(Source information Opens)

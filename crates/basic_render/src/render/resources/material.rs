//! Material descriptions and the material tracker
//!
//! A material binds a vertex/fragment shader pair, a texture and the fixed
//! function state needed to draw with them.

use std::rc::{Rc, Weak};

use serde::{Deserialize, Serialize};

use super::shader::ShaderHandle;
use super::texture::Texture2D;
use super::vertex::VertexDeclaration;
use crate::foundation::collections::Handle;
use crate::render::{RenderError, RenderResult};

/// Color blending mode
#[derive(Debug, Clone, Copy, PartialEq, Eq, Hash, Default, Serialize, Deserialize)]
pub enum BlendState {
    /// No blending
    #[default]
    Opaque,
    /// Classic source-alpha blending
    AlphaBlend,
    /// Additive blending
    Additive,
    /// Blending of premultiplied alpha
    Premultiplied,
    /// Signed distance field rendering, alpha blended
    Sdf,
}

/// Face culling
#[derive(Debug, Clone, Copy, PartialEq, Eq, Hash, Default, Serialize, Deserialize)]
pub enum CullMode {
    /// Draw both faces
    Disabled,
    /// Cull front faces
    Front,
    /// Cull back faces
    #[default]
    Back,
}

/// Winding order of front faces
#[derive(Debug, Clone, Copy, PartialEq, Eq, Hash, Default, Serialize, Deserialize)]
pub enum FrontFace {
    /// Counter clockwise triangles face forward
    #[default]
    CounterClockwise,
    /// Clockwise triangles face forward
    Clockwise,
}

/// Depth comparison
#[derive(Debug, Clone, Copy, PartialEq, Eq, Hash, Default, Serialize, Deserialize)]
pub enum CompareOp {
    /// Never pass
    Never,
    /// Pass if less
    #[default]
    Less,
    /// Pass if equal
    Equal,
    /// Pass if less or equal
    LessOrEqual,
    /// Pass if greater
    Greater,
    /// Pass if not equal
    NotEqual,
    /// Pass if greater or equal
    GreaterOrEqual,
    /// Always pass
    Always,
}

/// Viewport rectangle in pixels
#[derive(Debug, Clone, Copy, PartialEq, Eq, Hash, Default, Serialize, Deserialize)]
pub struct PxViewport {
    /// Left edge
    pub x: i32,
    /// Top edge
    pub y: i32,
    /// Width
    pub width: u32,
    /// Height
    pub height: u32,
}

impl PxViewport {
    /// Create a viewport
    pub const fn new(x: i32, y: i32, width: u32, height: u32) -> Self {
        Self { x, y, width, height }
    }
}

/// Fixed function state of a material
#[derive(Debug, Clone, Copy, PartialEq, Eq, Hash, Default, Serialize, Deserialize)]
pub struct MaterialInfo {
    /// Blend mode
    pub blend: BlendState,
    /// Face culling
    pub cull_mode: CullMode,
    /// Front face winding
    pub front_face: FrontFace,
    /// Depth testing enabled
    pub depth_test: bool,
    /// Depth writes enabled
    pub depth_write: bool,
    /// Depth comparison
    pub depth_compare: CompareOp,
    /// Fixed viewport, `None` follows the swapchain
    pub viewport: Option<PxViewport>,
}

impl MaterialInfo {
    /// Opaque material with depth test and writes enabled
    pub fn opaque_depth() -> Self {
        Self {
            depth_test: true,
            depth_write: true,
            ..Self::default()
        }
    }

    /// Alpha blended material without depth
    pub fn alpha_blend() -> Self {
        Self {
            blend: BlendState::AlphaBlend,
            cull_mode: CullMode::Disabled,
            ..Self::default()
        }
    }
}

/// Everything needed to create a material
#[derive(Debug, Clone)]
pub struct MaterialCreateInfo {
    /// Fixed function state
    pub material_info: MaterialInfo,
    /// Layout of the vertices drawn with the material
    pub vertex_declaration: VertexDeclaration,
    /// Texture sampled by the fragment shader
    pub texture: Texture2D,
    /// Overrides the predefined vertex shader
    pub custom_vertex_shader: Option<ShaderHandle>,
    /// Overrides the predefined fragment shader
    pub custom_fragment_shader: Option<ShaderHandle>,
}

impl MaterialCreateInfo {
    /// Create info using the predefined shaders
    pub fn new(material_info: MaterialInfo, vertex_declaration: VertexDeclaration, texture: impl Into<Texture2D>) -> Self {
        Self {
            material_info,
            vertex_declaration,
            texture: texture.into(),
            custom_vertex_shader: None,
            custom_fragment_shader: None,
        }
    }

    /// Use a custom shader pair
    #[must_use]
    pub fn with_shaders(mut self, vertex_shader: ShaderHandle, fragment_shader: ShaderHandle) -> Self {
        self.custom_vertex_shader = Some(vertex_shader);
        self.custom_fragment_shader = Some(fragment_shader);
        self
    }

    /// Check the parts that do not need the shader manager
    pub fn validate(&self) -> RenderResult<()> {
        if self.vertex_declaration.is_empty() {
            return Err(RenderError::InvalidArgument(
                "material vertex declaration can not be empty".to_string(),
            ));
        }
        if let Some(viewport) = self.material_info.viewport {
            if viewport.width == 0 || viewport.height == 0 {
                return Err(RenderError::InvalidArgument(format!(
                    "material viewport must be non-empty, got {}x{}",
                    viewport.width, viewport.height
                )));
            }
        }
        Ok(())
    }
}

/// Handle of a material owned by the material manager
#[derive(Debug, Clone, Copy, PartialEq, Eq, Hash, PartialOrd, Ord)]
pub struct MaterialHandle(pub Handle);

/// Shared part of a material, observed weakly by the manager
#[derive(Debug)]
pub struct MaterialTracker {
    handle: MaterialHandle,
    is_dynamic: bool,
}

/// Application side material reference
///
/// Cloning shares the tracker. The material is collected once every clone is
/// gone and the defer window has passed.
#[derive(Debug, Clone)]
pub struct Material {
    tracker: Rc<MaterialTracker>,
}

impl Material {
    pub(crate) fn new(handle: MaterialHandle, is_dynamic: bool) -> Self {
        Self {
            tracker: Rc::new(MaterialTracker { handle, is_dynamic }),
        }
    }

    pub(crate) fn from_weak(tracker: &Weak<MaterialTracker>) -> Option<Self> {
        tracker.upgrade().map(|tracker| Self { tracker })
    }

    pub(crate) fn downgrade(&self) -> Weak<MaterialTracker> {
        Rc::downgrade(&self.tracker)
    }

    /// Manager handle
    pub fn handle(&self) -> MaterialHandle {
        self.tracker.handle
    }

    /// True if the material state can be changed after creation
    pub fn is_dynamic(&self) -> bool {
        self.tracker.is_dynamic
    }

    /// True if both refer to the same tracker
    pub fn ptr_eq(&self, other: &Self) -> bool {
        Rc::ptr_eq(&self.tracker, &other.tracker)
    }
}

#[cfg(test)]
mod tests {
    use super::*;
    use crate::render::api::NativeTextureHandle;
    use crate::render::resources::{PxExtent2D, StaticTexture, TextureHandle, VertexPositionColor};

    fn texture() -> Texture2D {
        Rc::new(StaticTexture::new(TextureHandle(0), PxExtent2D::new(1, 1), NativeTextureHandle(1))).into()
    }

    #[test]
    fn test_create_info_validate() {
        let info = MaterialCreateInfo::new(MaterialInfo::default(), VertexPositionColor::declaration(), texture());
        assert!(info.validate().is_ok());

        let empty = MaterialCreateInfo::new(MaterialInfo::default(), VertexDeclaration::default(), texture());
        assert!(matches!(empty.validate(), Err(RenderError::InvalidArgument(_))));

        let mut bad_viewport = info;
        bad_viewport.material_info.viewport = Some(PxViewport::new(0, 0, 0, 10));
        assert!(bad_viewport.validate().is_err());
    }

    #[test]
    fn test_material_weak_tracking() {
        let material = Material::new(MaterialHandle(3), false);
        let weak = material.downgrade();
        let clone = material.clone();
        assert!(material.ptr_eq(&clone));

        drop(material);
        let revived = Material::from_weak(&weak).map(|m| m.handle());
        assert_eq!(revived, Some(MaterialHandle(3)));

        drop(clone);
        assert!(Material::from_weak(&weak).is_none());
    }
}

(Source information Closes)
(Source information Opens)

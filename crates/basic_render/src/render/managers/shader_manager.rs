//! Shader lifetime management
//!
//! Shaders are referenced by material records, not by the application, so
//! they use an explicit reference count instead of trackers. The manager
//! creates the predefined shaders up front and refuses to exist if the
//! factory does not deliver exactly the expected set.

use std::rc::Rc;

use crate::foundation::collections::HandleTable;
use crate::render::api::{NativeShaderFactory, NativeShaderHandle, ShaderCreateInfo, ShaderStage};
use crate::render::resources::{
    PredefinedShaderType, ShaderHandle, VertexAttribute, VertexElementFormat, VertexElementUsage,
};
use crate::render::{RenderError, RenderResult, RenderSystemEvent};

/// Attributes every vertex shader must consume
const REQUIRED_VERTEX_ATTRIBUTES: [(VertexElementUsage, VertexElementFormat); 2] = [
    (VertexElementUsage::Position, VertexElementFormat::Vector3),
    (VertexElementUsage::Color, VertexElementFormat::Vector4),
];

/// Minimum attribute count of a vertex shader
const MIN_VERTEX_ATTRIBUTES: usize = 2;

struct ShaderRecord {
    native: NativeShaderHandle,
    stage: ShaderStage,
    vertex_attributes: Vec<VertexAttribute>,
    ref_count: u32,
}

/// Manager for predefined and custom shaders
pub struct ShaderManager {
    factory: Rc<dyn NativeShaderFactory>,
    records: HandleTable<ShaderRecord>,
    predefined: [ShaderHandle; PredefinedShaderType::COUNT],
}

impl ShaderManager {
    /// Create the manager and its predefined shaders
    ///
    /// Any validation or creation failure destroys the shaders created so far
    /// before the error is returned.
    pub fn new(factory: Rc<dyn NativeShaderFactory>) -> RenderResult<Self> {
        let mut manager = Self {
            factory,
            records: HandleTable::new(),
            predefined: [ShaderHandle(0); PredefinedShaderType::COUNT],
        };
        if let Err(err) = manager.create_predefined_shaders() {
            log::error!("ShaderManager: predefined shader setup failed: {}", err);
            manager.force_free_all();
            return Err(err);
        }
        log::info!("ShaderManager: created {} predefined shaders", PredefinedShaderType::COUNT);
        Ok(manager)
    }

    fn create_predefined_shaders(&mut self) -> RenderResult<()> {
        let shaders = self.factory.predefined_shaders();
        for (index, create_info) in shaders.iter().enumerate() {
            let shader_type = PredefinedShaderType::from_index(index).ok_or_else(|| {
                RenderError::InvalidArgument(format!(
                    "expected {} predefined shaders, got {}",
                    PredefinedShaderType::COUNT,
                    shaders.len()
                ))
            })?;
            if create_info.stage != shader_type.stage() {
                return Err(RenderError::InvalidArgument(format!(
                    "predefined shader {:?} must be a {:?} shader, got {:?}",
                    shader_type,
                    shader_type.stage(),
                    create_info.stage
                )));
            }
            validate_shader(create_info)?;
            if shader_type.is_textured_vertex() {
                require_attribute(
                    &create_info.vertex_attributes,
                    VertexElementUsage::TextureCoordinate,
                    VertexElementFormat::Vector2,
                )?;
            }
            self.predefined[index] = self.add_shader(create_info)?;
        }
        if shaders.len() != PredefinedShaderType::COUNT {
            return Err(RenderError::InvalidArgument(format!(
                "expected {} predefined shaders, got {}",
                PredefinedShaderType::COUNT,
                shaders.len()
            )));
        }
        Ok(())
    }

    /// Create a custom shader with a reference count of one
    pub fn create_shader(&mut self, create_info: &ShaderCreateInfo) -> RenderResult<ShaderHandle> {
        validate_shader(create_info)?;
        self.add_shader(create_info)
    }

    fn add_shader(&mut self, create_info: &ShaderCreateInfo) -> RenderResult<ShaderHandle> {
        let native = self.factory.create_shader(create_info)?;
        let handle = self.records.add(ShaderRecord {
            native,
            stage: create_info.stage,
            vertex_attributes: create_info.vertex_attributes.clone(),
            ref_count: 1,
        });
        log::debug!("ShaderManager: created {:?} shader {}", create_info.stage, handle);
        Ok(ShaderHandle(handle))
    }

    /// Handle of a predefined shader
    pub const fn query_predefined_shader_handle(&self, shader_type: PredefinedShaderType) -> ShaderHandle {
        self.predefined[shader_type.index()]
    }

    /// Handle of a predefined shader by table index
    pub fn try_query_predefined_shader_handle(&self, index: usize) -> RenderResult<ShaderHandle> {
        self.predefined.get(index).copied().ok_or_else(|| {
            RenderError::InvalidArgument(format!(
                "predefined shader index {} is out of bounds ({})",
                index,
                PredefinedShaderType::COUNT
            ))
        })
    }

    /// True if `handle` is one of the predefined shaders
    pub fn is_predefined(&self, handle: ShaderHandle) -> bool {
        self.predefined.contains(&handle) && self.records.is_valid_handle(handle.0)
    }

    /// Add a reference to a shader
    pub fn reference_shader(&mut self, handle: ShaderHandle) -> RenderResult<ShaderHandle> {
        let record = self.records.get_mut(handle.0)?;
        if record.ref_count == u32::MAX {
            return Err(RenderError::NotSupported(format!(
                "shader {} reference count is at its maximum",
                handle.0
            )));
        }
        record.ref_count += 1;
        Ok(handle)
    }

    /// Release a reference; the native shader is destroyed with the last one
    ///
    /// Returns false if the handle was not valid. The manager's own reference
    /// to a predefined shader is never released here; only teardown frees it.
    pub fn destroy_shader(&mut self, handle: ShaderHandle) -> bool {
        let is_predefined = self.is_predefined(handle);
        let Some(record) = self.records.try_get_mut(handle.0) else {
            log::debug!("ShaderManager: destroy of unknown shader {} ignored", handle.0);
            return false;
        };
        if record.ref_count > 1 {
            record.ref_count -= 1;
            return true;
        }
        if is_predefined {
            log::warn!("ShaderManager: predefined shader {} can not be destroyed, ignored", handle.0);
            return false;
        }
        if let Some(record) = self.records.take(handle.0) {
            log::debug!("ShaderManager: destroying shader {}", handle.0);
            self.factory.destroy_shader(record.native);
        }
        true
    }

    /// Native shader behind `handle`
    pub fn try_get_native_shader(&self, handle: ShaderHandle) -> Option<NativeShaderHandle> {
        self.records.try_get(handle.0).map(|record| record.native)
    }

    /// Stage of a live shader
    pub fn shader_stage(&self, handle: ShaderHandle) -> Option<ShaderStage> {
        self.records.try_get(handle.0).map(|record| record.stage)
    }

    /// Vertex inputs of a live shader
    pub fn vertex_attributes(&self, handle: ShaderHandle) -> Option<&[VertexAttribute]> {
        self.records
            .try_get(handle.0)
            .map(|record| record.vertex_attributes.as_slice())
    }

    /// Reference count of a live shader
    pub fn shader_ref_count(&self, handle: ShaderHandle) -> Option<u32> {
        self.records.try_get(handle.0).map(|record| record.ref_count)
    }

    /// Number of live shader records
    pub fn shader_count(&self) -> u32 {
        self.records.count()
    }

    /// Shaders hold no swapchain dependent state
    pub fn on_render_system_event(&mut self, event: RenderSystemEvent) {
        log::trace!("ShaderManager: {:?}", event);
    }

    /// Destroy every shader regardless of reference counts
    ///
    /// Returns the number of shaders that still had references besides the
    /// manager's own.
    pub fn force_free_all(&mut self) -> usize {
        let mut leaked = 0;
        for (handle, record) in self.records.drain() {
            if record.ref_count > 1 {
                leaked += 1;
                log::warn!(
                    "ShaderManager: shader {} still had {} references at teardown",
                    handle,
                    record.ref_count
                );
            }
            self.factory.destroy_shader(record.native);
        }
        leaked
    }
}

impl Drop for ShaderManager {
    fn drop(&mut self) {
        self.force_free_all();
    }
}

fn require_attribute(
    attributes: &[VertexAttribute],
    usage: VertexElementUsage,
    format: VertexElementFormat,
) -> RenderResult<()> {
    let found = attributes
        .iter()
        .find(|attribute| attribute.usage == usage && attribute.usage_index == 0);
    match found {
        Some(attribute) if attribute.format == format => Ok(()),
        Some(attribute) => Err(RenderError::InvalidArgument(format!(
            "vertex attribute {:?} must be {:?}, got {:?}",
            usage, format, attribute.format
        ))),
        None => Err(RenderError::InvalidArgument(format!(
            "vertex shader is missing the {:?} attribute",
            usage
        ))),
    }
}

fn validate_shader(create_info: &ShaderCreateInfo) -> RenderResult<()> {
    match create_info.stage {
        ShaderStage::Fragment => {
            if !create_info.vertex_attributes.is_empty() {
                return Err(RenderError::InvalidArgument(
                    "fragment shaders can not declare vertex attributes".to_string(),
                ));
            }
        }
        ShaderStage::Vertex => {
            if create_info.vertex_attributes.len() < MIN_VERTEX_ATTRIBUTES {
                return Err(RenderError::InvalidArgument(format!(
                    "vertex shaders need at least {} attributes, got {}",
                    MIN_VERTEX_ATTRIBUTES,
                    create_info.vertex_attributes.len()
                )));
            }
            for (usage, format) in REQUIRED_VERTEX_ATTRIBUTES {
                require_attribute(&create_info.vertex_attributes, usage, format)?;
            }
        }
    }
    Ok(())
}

(Source information Closes)

* **Task objective**: What you return must be an exact retyping of the lines above starting at the line with "self.records.try_get(handle.0).map(|record| record.native)" and ending at the line with "swapchain dependent state", and nothing besides.

* **Task output**:
        self.records.try_get(handle.0).map(|record| record.native)
    }

    /// Stage of a live shader
    pub fn shader_stage(&self, handle: ShaderHandle) -> Option<ShaderStage> {
        self.records.try_get(handle.0).map(|record| record.stage)
    }

    /// Vertex inputs of a live shader
    pub fn vertex_attributes(&self, handle: ShaderHandle) -> Option<&[VertexAttribute]> {
        self.records
            .try_get(handle.0)
            .map(|record| record.vertex_attributes.as_slice())
    }

    /// Reference count of a live shader
    pub fn shader_ref_count(&self, handle: ShaderHandle) -> Option<u32> {
        self.records.try_get(handle.0).map(|record| record.ref_count)
    }

    /// Number of live shader records
    pub fn shader_count(&self) -> u32 {
        self.records.count()
    }

    /// Shaders hold no swapchain dependent state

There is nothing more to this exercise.